Il motivo non può essere accolto. La ricorrente si limita a contestare alla Corte d’appello di non avere riconosciuto efficacia di prova legale alle dichiarazioni rese da COGNOME nel corso dell’interrogatorio formale. I fatti che risulterebbero provati da tali dichiarazioni sarebbero la circostanza delle anomalie in merito al
funzionamento degli scalda salviette dei bagni, il fatto che COGNOME aveva accettato la proposta anche in assenza di una preventiva delibera condominiale e quello del versamento di un acconto per tale lavoro. In realtà, non è che la Corte d’appello abbia considerato non raggiunta la prova di tali fatti, piuttosto – si pensi alla sottoscrizione della c.d. offertissima da parte di COGNOME – ha valutato tali fatti unicamente in relazione alla posizione del RAGIONE_SOCIALE e circa la posizione di COGNOME (l’unico soggetto nei cui confronti le dichiarazioni contra se hanno efficacia di prova legale) si è limitata a respingere le domande proposte nei suoi confronti. Il punto, pertanto, non è il mancato riconoscimento nei confronti di COGNOME delle dichiarazioni a sé sfavorevoli da lui rese, ma l’accoglimento o meno della domanda di risarcimento del danno proposta contro di lui. Su ciò il motivo tace, appunto limitandosi a denunciare un’insussistente violazione degli articoli in tema di valutazione delle dichiarazioni rese in sede di interrogatorio formale.

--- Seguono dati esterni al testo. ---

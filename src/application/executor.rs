//! Swap Executor
//!
//! The orchestrator. One invocation walks
//! Validated -> Quoted -> BalanceChecked -> TxBuilt -> Signed -> Submitted ->
//! Reconciled, failing fast from any state with a typed error. Nothing is
//! persisted across invocations; requests for the same wallet are serialized
//! so concurrent swaps cannot both pass the balance check on stale data.

use std::collections::HashMap;
use std::sync::{Arc, Mutex as StdMutex};
use std::time::Duration;

use rand::RngCore;
use thiserror::Error;
use tokio::sync::{Mutex as TokioMutex, OwnedMutexGuard};
use tracing::{error, info, warn};

use super::quote_router::{QuoteError, QuoteRouter};
use crate::domain::amounts::AmountError;
use crate::domain::{
    check_funds, gas_reserve, min_output_raw, settle, to_smallest_unit, Chain, InputError,
    Shortfall, SwapDirection, SwapRequest, SwapResult, SwapStatus,
};
use crate::ports::chain::{ChainAdapter, ChainError, SwapBuildParams};
use crate::ports::pricing::QuoteQuery;
use crate::ports::secrets::{SecretCodec, SecretMaterial, WalletHandle};

#[derive(Debug, Error)]
pub enum SwapError {
    #[error("invalid input: {0}")]
    InvalidInput(#[from] InputError),

    #[error(transparent)]
    NoLiquidityData(#[from] QuoteError),

    #[error(transparent)]
    InsufficientFunds(#[from] Shortfall),

    /// Corrupted storage or wrong cipher key; never retried silently
    #[error("key decryption failed: {0}")]
    KeyDecryptionFailed(String),

    #[error(transparent)]
    Chain(#[from] ChainError),

    #[error("no adapter configured for chain {0}")]
    UnsupportedChain(Chain),
}

#[derive(Debug, Clone)]
pub struct ExecutorConfig {
    /// Broadcast + acknowledgement deadline
    pub submit_timeout: Duration,
    /// Total build/sign/submit attempts on explicit network rejection
    pub max_submit_attempts: u32,
    /// Pause before the reconciliation balance read
    pub settle_delay: Duration,
}

impl Default for ExecutorConfig {
    fn default() -> Self {
        Self {
            submit_timeout: Duration::from_secs(30),
            max_submit_attempts: 3,
            settle_delay: Duration::from_secs(2),
        }
    }
}

/// At-most-one in-flight swap per wallet address. Waiters queue rather than
/// fail; the balance is read fresh inside the critical section.
#[derive(Default)]
pub struct WalletLocks {
    inner: StdMutex<HashMap<String, Arc<TokioMutex<()>>>>,
}

impl WalletLocks {
    pub async fn acquire(&self, address: &str) -> OwnedMutexGuard<()> {
        let lock = {
            let mut map = self.inner.lock().expect("wallet lock map poisoned");
            map.entry(address.to_string())
                .or_insert_with(|| Arc::new(TokioMutex::new(())))
                .clone()
        };
        lock.lock_owned().await
    }
}

pub struct SwapExecutor {
    adapters: HashMap<Chain, Arc<dyn ChainAdapter>>,
    router: QuoteRouter,
    codec: Arc<dyn SecretCodec>,
    locks: WalletLocks,
    config: ExecutorConfig,
}

impl SwapExecutor {
    pub fn new(router: QuoteRouter, codec: Arc<dyn SecretCodec>, config: ExecutorConfig) -> Self {
        Self {
            adapters: HashMap::new(),
            router,
            codec,
            locks: WalletLocks::default(),
            config,
        }
    }

    pub fn with_adapter(mut self, adapter: Arc<dyn ChainAdapter>) -> Self {
        self.adapters.insert(adapter.chain(), adapter);
        self
    }

    /// Execute one swap end to end. Steps run strictly in order; every
    /// failure before broadcast leaves no on-chain side effects.
    ///
    /// Cancellation: dropping this future is safe through the balance check
    /// (nothing has been sent anywhere). Once submission starts, callers must
    /// let it finish and read the result — a broadcast cannot be called back,
    /// so "cancel" after that point means awaiting the eventual outcome.
    pub async fn execute(
        &self,
        wallet: &WalletHandle,
        request: &SwapRequest,
    ) -> Result<SwapResult, SwapError> {
        let adapter = self
            .adapters
            .get(&request.chain)
            .ok_or(SwapError::UnsupportedChain(request.chain))?
            .clone();

        let _guard = self.locks.acquire(&wallet.address).await;

        // Validated: all local checks before the first network call
        request.validate()?;
        if !adapter.validate_address(&request.counter_asset) {
            return Err(InputError::InvalidAddress {
                chain: request.chain,
                address: request.counter_asset.clone(),
            }
            .into());
        }
        if !adapter.validate_address(&wallet.address) {
            return Err(InputError::InvalidAddress {
                chain: request.chain,
                address: wallet.address.clone(),
            }
            .into());
        }
        let amount_raw = to_smallest_unit(request.amount).map_err(map_amount_error)?;

        // Quoted: no side effects yet, safe to retry from scratch
        let query = QuoteQuery {
            chain: request.chain,
            direction: request.direction,
            counter_asset: request.counter_asset.clone(),
            amount_raw,
            slippage_bps: request.slippage_bps,
        };
        let quote = self.router.quote(&query).await?;
        let min_output = min_output_raw(quote.output_amount_raw, request.slippage_bps);
        info!(
            chain = %request.chain,
            source = quote.source,
            quoted_raw = quote.output_amount_raw,
            min_output_raw = min_output,
            "swap quoted"
        );

        // BalanceChecked: native spend plus the chain's gas reserve
        let balance_before = adapter.native_balance(&wallet.address).await?;
        let native_spend = match request.direction {
            SwapDirection::NativeToToken => amount_raw,
            SwapDirection::TokenToNative => 0,
        };
        check_funds(
            request.chain,
            balance_before,
            native_spend,
            gas_reserve(request.chain),
        )?;

        // Decrypted once; rejection retries reuse the same material. A
        // decryption failure is a data-integrity problem, not a retry
        // candidate.
        let secret_bytes = self.codec.decrypt(&wallet.encrypted_secret).map_err(|e| {
            error!(wallet = %wallet.address, "custodial secret decryption failed: {e}");
            SwapError::KeyDecryptionFailed(e.to_string())
        })?;
        let secret = SecretMaterial::for_chain(request.chain, secret_bytes).map_err(|e| {
            error!(wallet = %wallet.address, "custodial secret malformed: {e}");
            SwapError::KeyDecryptionFailed(e.to_string())
        })?;

        let build_params = SwapBuildParams {
            direction: request.direction,
            wallet_address: wallet.address.clone(),
            counter_asset: request.counter_asset.clone(),
            amount_raw,
            min_output_raw: min_output,
            slippage_bps: request.slippage_bps,
        };

        // TxBuilt -> Signed -> Submitted, with bounded retries only on
        // explicit rejection (fresh transaction each attempt). A timeout
        // after broadcast is ambiguous: never re-broadcast, let
        // reconciliation decide what happened.
        let mut attempt = 0u32;
        let (tx_id, reference, ambiguous) = loop {
            attempt += 1;

            let unsigned = adapter.build_swap_tx(&build_params).await?;
            // The build step knows the exact value the transaction moves
            // (TON forwarded gas exceeds the static reserve estimate).
            if unsigned.attached_value_raw > balance_before {
                return Err(Shortfall {
                    chain: request.chain,
                    required_raw: unsigned.attached_value_raw,
                    available_raw: balance_before,
                    shortfall_raw: unsigned.attached_value_raw - balance_before,
                }
                .into());
            }

            let signed = adapter.sign(&unsigned, &secret)?;
            let reference = new_reference();
            // Intent recorded before anything reaches the network, so the
            // outcome stays queryable even if the broadcast response is lost.
            info!(
                reference = %reference,
                tx_id = %signed.tx_id,
                attempt,
                "submission intent recorded"
            );

            match tokio::time::timeout(self.config.submit_timeout, adapter.submit(&signed)).await {
                Ok(Ok(tx_id)) => break (tx_id, reference, false),
                Ok(Err(e)) if e.is_retryable_rejection() => {
                    if attempt >= self.config.max_submit_attempts {
                        return Err(e.into());
                    }
                    warn!(
                        attempt,
                        error = %e,
                        "submission rejected, rebuilding transaction"
                    );
                }
                Ok(Err(ChainError::NetworkTimeout(stage))) => {
                    warn!(reference = %reference, stage, "broadcast outcome unknown after timeout");
                    break (signed.tx_id.clone(), reference, true);
                }
                Ok(Err(e)) => return Err(e.into()),
                Err(_) => {
                    warn!(reference = %reference, "broadcast outcome unknown after deadline");
                    break (signed.tx_id.clone(), reference, true);
                }
            }
        };

        // Reconciled: the swap already happened (or may have, if ambiguous);
        // an unreachable RPC here degrades the result, never fails it.
        if !self.config.settle_delay.is_zero() {
            tokio::time::sleep(self.config.settle_delay).await;
        }
        let result = match adapter.native_balance(&wallet.address).await {
            Ok(balance_after) => {
                let settlement =
                    settle(request.direction, balance_before, balance_after, native_spend);
                let status = if ambiguous && !settlement.balance_moved {
                    SwapStatus::Unknown
                } else {
                    SwapStatus::Confirmed
                };
                SwapResult {
                    chain: request.chain,
                    direction: request.direction,
                    tx_id,
                    reference,
                    status,
                    output_amount_raw: Some(quote.output_amount_raw),
                    gas_consumed_raw: settlement.gas_consumed_raw,
                    native_received_raw: settlement.native_received_raw,
                }
            }
            Err(e) => {
                warn!(reference = %reference, "reconciliation skipped, RPC unavailable: {e}");
                SwapResult {
                    chain: request.chain,
                    direction: request.direction,
                    tx_id,
                    reference,
                    status: if ambiguous {
                        SwapStatus::Unknown
                    } else {
                        SwapStatus::Confirmed
                    },
                    output_amount_raw: Some(quote.output_amount_raw),
                    gas_consumed_raw: None,
                    native_received_raw: None,
                }
            }
        };

        info!(
            tx_id = %result.tx_id,
            status = ?result.status,
            gas = ?result.gas_consumed_raw,
            "swap finished"
        );
        Ok(result)
    }
}

fn map_amount_error(err: AmountError) -> InputError {
    match err {
        AmountError::NonPositive(amount) => InputError::NonPositiveAmount(amount),
        AmountError::TooPrecise(amount) | AmountError::Overflow(amount) => {
            InputError::UnrepresentableAmount(amount)
        }
    }
}

/// Client-generated submission reference (logged before broadcast)
fn new_reference() -> String {
    let mut bytes = [0u8; 8];
    rand::thread_rng().fill_bytes(&mut bytes);
    format!("swap-{}", bs58::encode(bytes).into_string())
}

II. Il ricorso va pertanto rigettato.
Le spese, liquidate in dispositivo, seguono la soccombenza.
Ai sensi dell’art. 13 comma 1 -quater del d.P.R. n. 115/2002, si dà atto della sussistenza dei presupposti processuali per il versamento, da parte della ricorrente, di un ulteriore importo a titolo di contributo unificato, pari a quello previsto per il ricorso a norma del comma 1 -bis dello stesso art. 13, se dovuto.
P. Q. M.
La Corte rigetta il ricorso e condanna la ricorrente al pagamento delle spese del giudizio in favore del controricorrente, che liquida in euro 2.600, di cui euro 200 per esborsi, oltre spese generali (15%) e accessori di legge.
Sussistono, ex art. 13, comma 1 -quater del d.P.R. n. 115/2002, i presupposti processuali per il versamento, da parte della ricorrente, di un ulteriore importo a titolo di contributo unificato,
pari a quello previsto per il ricorso a norma del comma 1 -bis dello stesso art. 13, se dovuto.